Wer all die Stimmen einfach ausblendet, die differenziert und dadurch nicht weniger heftig die Vorfahrt für die Wirtschaft, die Nichtbeachtung der Marginalisierten, von Kindern und psychisch Kranken und nicht zuletzt die völlige Ignoranz gegenüber Kunst und Kultur kritisieren, handelt nicht nur gedankenlos. Er will offensichtlich auch jene Positionen beschädigen, die anders und anderes kritisieren als er selbst. Das aber ist das – sorry to say – Playbook des Faschismus in der Opposition.
Eitelkeit und eine gewisse esoterische Verblendung
Damit ist das alles auch anschlussfähig an die Diktatur-Behauptung der Querdenkerinnen und stellt sich unweigerlich in ihren Kontext. Um Beifall von rechts zu vermeiden, muss das Theater leer sein? Well, vielleicht sollte man auch einfach auf der Bühne eines YouTube-Videos keinen menschenverachtenden Mist labern. Der Beifall ertönt, weil es keine Differenzierung gibt, keine Anerkennung von Leid und der regierungskritischen Leistung anderer. Das Gros der Videos ist in seiner Unschärfe und in seinem polemischen Ausblenden der Opfer wie gemacht für Resonanz im (rechten) Todeskult, wonach halt überlebt, wer sich sorgsam stählt und pflegt und eben lebensfähig ist. Und was in den Videos sonst noch zu sehen ist, ist Eitelkeit und eine gewisse esoterische Verblendung.

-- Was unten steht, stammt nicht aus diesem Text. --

// ============================================================================
// domain/error.rs - DOMAIN ERROR TAXONOMY
// ============================================================================

use thiserror::Error;

/// Root domain error type.
///
/// All errors are:
/// - Cloneable (for retry logic)
/// - Categorizable (for CLI display)
/// - Actionable (provides suggestions)
#[derive(Debug, Error, Clone, PartialEq)]
pub enum DomainError {
    // ========================================================================
    // Configuration Errors (user-facing, name the offending field)
    // ========================================================================
    #[error("invalid configuration: {field} = '{value}': {reason}")]
    Configuration {
        field: &'static str,
        value: String,
        reason: String,
    },

    // ========================================================================
    // Invariant Violations (internal: pre-validated data arrived broken)
    // ========================================================================
    #[error("invariant violation: {detail}")]
    InvariantViolation { detail: String },
}

impl DomainError {
    /// Shorthand constructor for a configuration failure.
    pub fn configuration(
        field: &'static str,
        value: impl Into<String>,
        reason: impl Into<String>,
    ) -> Self {
        Self::Configuration {
            field,
            value: value.into(),
            reason: reason.into(),
        }
    }

    /// Get user-actionable suggestions for fixing this error.
    pub fn suggestions(&self) -> Vec<String> {
        match self {
            Self::Configuration {
                field,
                value,
                reason,
            } => vec![
                format!("Field '{field}' with value '{value}' was rejected: {reason}"),
                "Names must be non-empty, contain only letters, digits, '-' or '_', and not start with '.'".into(),
                "Ports must be positive and unique across the host and every microfrontend".into(),
            ],
            Self::InvariantViolation { .. } => vec![
                "This appears to be a bug in mfgen: validated data reached the generator in a broken state".into(),
                "Please report this issue with the full command you ran".into(),
            ],
        }
    }

    /// Error category for CLI display styling.
    pub fn category(&self) -> ErrorCategory {
        match self {
            Self::Configuration { .. } => ErrorCategory::Validation,
            Self::InvariantViolation { .. } => ErrorCategory::Internal,
        }
    }
}

#[derive(Debug, Clone, Copy, PartialEq, Eq)]
pub enum ErrorCategory {
    Validation,
    Internal,
}

#[cfg(test)]
mod tests {
    use super::*;

    #[test]
    fn configuration_error_names_field_and_value() {
        let err = DomainError::configuration("hostPort", "3000", "duplicate port");
        let msg = err.to_string();
        assert!(msg.contains("hostPort"));
        assert!(msg.contains("3000"));
        assert!(msg.contains("duplicate port"));
    }

    #[test]
    fn configuration_suggestions_mention_the_field() {
        let err = DomainError::configuration("appName", "", "name cannot be empty");
        assert!(err.suggestions().iter().any(|s| s.contains("appName")));
    }
}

Es gehört nun auch zur Form dieser Kritik, dass sie Gegenrede als Bestätigung ihrer These liest: "Seht Ihr, abweichende Meinungen sollen wirklich mundtot gemacht werden!" Oder auch: "Die Aufregung zeigt, dass sie einen wunden Punkt getroffen haben."
Nope, sie zeigt nur, dass man allein dort hart in der Sache streiten kann, wo überhaupt erst Einigkeit über die Faktenlage herrscht. Ist das nicht gegeben, braucht diese neue Form der Kritik auch eine neue Form der Gegenrede. Wenn gesagt wird, man wolle die Diskussion öffnen und verbreitern, muss die Antwort lauten: So nicht mit uns! Der ritualisierte Aushandlungsprozess, Rede – Gegenrede – Wahrheit in der Mitte, ist hier nun so tot, wie er es etwa bei Sprechversuchen mit Nazis schon immer war.
Dass das nicht bedeutet, dass alle querdenkenden Schauspielerinnen Nazis oder Esoteriker sind: Himmel hilf, dass sie’s verstehen.